The zinc futures on the Multi Commodity Exchange (MCX), after marking a high of ₹304.55 last week, have seen a price correction. The nearest contract i.e., February expiry is currently trading at ₹290, testing a support.
We expect the price region of ₹286-290 to hold true and the bulls are likely to take advantage of it. The contract will most likely rebound from the current level. On the upside, it could touch ₹325 in two to three months.

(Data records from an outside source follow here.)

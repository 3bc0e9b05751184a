//! Default port implementations.

use crate::load::{LoadedFeatureFile, load_feature_files};
use crate::ports::{ChangeSink, FeatureSource};
use anyhow::Context;
use camino::Utf8PathBuf;
use parking_lot::Mutex;
use phonefix_types::tags::{Feature, TagChange};

/// Loads `*.json` feature arrays from a directory.
#[derive(Debug, Clone)]
pub struct JsonFeatureSource {
    pub dir: Utf8PathBuf,
}

impl JsonFeatureSource {
    pub fn new(dir: Utf8PathBuf) -> Self {
        Self { dir }
    }
}

impl FeatureSource for JsonFeatureSource {
    fn load_features(&self) -> anyhow::Result<Vec<LoadedFeatureFile>> {
        load_feature_files(&self.dir).with_context(|| format!("load features from {}", self.dir))
    }
}

/// In-memory feature source for embedding and testing.
///
/// Presents all features as one successfully loaded file.
#[derive(Debug, Clone)]
pub struct InMemoryFeatureSource {
    features: Vec<Feature>,
}

impl InMemoryFeatureSource {
    pub fn new(features: Vec<Feature>) -> Self {
        Self { features }
    }
}

impl FeatureSource for InMemoryFeatureSource {
    fn load_features(&self) -> anyhow::Result<Vec<LoadedFeatureFile>> {
        Ok(vec![LoadedFeatureFile {
            path: Utf8PathBuf::from("<memory>"),
            features: Ok(self.features.clone()),
        }])
    }
}

/// Collects every change it receives, in order.
#[derive(Debug, Default)]
pub struct RecordingChangeSink {
    changes: Mutex<Vec<TagChange>>,
}

impl RecordingChangeSink {
    pub fn new() -> Self {
        Self::default()
    }

    pub fn changes(&self) -> Vec<TagChange> {
        self.changes.lock().clone()
    }
}

impl ChangeSink for RecordingChangeSink {
    fn replace_tags(&self, change: &TagChange) -> anyhow::Result<()> {
        self.changes.lock().push(change.clone());
        Ok(())
    }
}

That said, in case the support at ₹286 is decisively breached, the contract might drop to the support at ₹275, where the lower boundary of a rising channel is likely to coincide. A breach of ₹275 can shift the outlook bearish and we could see more fall, probably to ₹262 at first and then possibly to ₹250.
Nevertheless, for the short-term, traders can stay bullish on the back of the support at ₹286.
Trade strategy
Last week, we recommended buying MCX zinc futures at an average price of ₹295 with stop-loss at ₹278. Hold these positions. One can also consider going long now at around ₹290 if you have not bought earlier with the same stop-loss of ₹278.
Move the stop-loss up to ₹292 when the contract rallies past ₹310. Further, when the contract rises to ₹320, tighten the stop-loss further ₹310. Exit the longs at ₹325.